- [TASK STATEMENT]:
Figure out the number of lines in the entries that hold the string "transitions", then give that number and nothing else.

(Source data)

*** Block opens ***

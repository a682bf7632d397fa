//! The heuristic process-discovery miner (spec §4.2.2): derives a
//! directed activity graph from observed traces, comparable to a
//! [`crate::reference_model::ReferenceModel`].

use std::collections::BTreeMap;

use serde::{Deserialize, Serialize};

use crate::event_log::EventLog;
use crate::reference_model::{Edge, EdgeType, ReferenceModel};

const DEFAULT_THRESHOLD: f64 = 0.9;
const LOOP_THRESHOLD: f64 = 0.0;

#[derive(Debug, Clone, Serialize, Deserialize)]
pub struct DiscoveredEdge {
    pub from: String,
    pub to: String,
    pub dependency: f64,
    pub frequency_forward: u64,
    pub frequency_backward: u64,
}

/// The discovered process model: a main-flow graph plus any loop
/// edges retained under the separate, looser loop threshold.
#[derive(Debug, Clone, Serialize, Deserialize)]
pub struct HeuristicModel {
    pub activities: Vec<String>,
    pub edges: Vec<DiscoveredEdge>,
    pub loop_edges: Vec<DiscoveredEdge>,
    pub start_activities: Vec<String>,
    pub end_activities: Vec<String>,
}

impl HeuristicModel {
    /// Converts the discovered graph to a [`ReferenceModel`] so it can
    /// be compared against, or substituted for, a built-in one.
    pub fn to_reference_model(&self, id: &str, name: &str) -> ReferenceModel {
        let edges: Vec<(&str, &str, EdgeType)> = self
            .edges
            .iter()
            .chain(self.loop_edges.iter())
            .map(|e| (e.from.as_str(), e.to.as_str(), EdgeType::Sequence))
            .collect();
        ReferenceModel::new(
            id,
            name,
            self.activities.iter().map(String::as_str).collect(),
            edges,
            self.start_activities.iter().map(String::as_str).collect(),
            self.end_activities.iter().map(String::as_str).collect(),
        )
    }
}

#[derive(Debug, Clone, Copy)]
pub struct HeuristicMiner {
    pub main_flow_threshold: f64,
    pub loop_threshold: f64,
}

impl Default for HeuristicMiner {
    fn default() -> Self {
        Self {
            main_flow_threshold: DEFAULT_THRESHOLD,
            loop_threshold: LOOP_THRESHOLD,
        }
    }
}

impl HeuristicMiner {
    pub fn with_thresholds(main_flow_threshold: f64, loop_threshold: f64) -> Self {
        Self {
            main_flow_threshold,
            loop_threshold,
        }
    }

    pub fn discover(&self, log: &EventLog) -> HeuristicModel {
        let mut directly_follows: BTreeMap<(String, String), u64> = BTreeMap::new();

        for trace in log.sorted_traces() {
            for window in trace.events.windows(2) {
                let key = (window[0].activity.clone(), window[1].activity.clone());
                *directly_follows.entry(key).or_insert(0) += 1;
            }
        }

        let mut edges = Vec::new();
        let mut loop_edges = Vec::new();
        let mut seen_pairs: std::collections::BTreeSet<(String, String)> = std::collections::BTreeSet::new();

        for (a, b) in directly_follows.keys() {
            if !seen_pairs.insert((a.clone(), b.clone())) {
                continue;
            }
            let forward = *directly_follows.get(&(a.clone(), b.clone())).unwrap_or(&0);
            let backward = *directly_follows.get(&(b.clone(), a.clone())).unwrap_or(&0);
            let dependency = (forward as f64 - backward as f64) / (forward as f64 + backward as f64 + 1.0);

            let is_loop = a == b;
            let discovered = DiscoveredEdge {
                from: a.clone(),
                to: b.clone(),
                dependency,
                frequency_forward: forward,
                frequency_backward: backward,
            };

            if is_loop {
                if dependency >= self.loop_threshold {
                    loop_edges.push(discovered);
                }
            } else if dependency >= self.main_flow_threshold {
                edges.push(discovered);
            } else if dependency >= self.loop_threshold && a != b && directly_follows.contains_key(&(b.clone(), a.clone())) {
                // a<->b both directions observed at lower dependency: treat as a loop-back edge.
                loop_edges.push(discovered);
            }
        }

        edges.sort_by(|x, y| (x.from.clone(), x.to.clone()).cmp(&(y.from.clone(), y.to.clone())));
        loop_edges.sort_by(|x, y| (x.from.clone(), x.to.clone()).cmp(&(y.from.clone(), y.to.clone())));

        let activities: Vec<String> = log.activities.iter().cloned().collect();

        let mut has_incoming: std::collections::BTreeSet<&str> = std::collections::BTreeSet::new();
        let mut has_outgoing: std::collections::BTreeSet<&str> = std::collections::BTreeSet::new();
        for e in &edges {
            has_incoming.insert(e.to.as_str());
            has_outgoing.insert(e.from.as_str());
        }

        let start_activities: Vec<String> = activities
            .iter()
            .filter(|a| !has_incoming.contains(a.as_str()))
            .cloned()
            .collect();
        let end_activities: Vec<String> = activities
            .iter()
            .filter(|a| !has_outgoing.contains(a.as_str()))
            .cloned()
            .collect();

        HeuristicModel {
            activities,
            edges,
            loop_edges,
            start_activities,
            end_activities,
        }
    }
}

impl From<&DiscoveredEdge> for Edge {
    fn from(e: &DiscoveredEdge) -> Self {
        Edge {
            from: e.from.clone(),
            to: e.to.clone(),
            edge_type: EdgeType::Sequence,
        }
    }
}

#[cfg(test)]
mod tests {
    use super::*;
    use crate::event_log::{Event, EventLogBuilder};
    use chrono::{TimeZone, Utc};

    fn log_with_linear_cases(n: i64) -> EventLog {
        let mut builder = EventLogBuilder::new("test");
        for i in 0..n {
            let base = Utc.with_ymd_and_hms(2024, 1, 1, 0, 0, 0).unwrap() + chrono::Duration::hours(i);
            builder.add_event(format!("C{i}"), Event::new("A", base));
            builder.add_event(format!("C{i}"), Event::new("B", base + chrono::Duration::minutes(10)));
            builder.add_event(format!("C{i}"), Event::new("C", base + chrono::Duration::minutes(20)));
        }
        builder.build()
    }

    #[test]
    fn discovers_linear_flow_as_start_and_end() {
        let log = log_with_linear_cases(5);
        let miner = HeuristicMiner::default();
        let model = miner.discover(&log);
        assert_eq!(model.start_activities, vec!["A".to_string()]);
        assert_eq!(model.end_activities, vec!["C".to_string()]);
        assert!(model.edges.iter().any(|e| e.from == "A" && e.to == "B"));
        assert!(model.edges.iter().any(|e| e.from == "B" && e.to == "C"));
    }

    #[test]
    fn dependency_measure_is_one_for_unidirectional_flow() {
        let log = log_with_linear_cases(3);
        let miner = HeuristicMiner::default();
        let model = miner.discover(&log);
        let ab = model.edges.iter().find(|e| e.from == "A" && e.to == "B").unwrap();
        assert_eq!(ab.dependency, 1.0);
    }
}
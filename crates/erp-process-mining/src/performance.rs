//! Performance analysis (spec §4.2.5): per-transition waiting-time
//! distributions, bottleneck identification, and per-case cycle-time
//! percentiles.

use std::collections::BTreeMap;

use serde::{Deserialize, Serialize};

use crate::event_log::EventLog;
use crate::stats::{compute, Stats};

#[derive(Debug, Clone, Serialize, Deserialize)]
pub struct TransitionTiming {
    pub transition: String,
    pub frequency: u64,
    pub waiting_time_ms: Stats,
}

#[derive(Debug, Clone, Serialize, Deserialize)]
pub struct Bottleneck {
    pub transition: String,
    pub median_latency_ms: f64,
    pub frequency: u64,
    pub score: f64,
}

#[derive(Debug, Clone, Serialize, Deserialize)]
pub struct PerformanceResult {
    pub transitions: Vec<TransitionTiming>,
    pub bottlenecks: Vec<Bottleneck>,
    pub cycle_time_ms: Stats,
    pub case_count: usize,
}

impl PerformanceResult {
    pub fn summary(&self) -> String {
        format!(
            "{} cases, median cycle time {:.0}ms, top bottleneck: {}",
            self.case_count,
            self.cycle_time_ms.median,
            self.bottlenecks
                .first()
                .map(|b| b.transition.as_str())
                .unwrap_or("none")
        )
    }

    pub fn to_serializable(&self) -> serde_json::Value {
        serde_json::to_value(self).unwrap_or(serde_json::Value::Null)
    }
}

#[derive(Debug, Default)]
pub struct PerformanceAnalyzer {
    pub top_n_bottlenecks: usize,
}

impl PerformanceAnalyzer {
    pub fn new() -> Self {
        Self { top_n_bottlenecks: 5 }
    }

    pub fn analyze(&self, log: &EventLog) -> PerformanceResult {
        let mut waits: BTreeMap<String, Vec<f64>> = BTreeMap::new();
        let mut cycle_times = Vec::new();

        for trace in log.sorted_traces() {
            for window in trace.events.windows(2) {
                let key = format!("{} → {}", window[0].activity, window[1].activity);
                let delta = (window[1].epoch_millis() - window[0].epoch_millis()) as f64;
                waits.entry(key).or_default().push(delta.max(0.0));
            }
            if let Some(duration) = trace.duration_millis() {
                cycle_times.push(duration as f64);
            }
        }

        let mut transitions: Vec<TransitionTiming> = waits
            .iter()
            .map(|(transition, samples)| TransitionTiming {
                transition: transition.clone(),
                frequency: samples.len() as u64,
                waiting_time_ms: compute(samples),
            })
            .collect();
        transitions.sort_by(|a, b| a.transition.cmp(&b.transition));

        let mut bottlenecks: Vec<Bottleneck> = transitions
            .iter()
            .map(|t| Bottleneck {
                transition: t.transition.clone(),
                median_latency_ms: t.waiting_time_ms.median,
                frequency: t.frequency,
                score: t.waiting_time_ms.median * t.frequency as f64,
            })
            .collect();
        bottlenecks.sort_by(|a, b| b.score.partial_cmp(&a.score).unwrap().then(a.transition.cmp(&b.transition)));
        bottlenecks.truncate(self.top_n_bottlenecks.max(1));

        PerformanceResult {
            transitions,
            bottlenecks,
            cycle_time_ms: compute(&cycle_times),
            case_count: log.trace_count(),
        }
    }
}

#[cfg(test)]
mod tests {
    use super::*;
    use crate::event_log::{Event, EventLogBuilder};
    use chrono::{TimeZone, Utc};

    #[test]
    fn bottleneck_ranks_slowest_high_frequency_transition_first() {
        let mut builder = EventLogBuilder::new("test");
        let base = Utc.with_ymd_and_hms(2024, 1, 1, 0, 0, 0).unwrap();
        for i in 0..10 {
            let case = format!("C{i}");
            builder.add_event(&case, Event::new("A", base));
            builder.add_event(&case, Event::new("B", base + chrono::Duration::hours(5)));
            builder.add_event(&case, Event::new("C", base + chrono::Duration::hours(5) + chrono::Duration::minutes(1)));
        }
        let log = builder.build();
        let result = PerformanceAnalyzer::new().analyze(&log);
        assert_eq!(result.bottlenecks[0].transition, "A → B");
    }

    #[test]
    fn empty_log_yields_zeroed_stats() {
        let log = EventLog::new("empty");
        let result = PerformanceAnalyzer::new().analyze(&log);
        assert_eq!(result.case_count, 0);
        assert_eq!(result.cycle_time_ms.mean, 0.0);
    }
}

*** Block closes ***

- [WRITTEN SOLUTION]:
5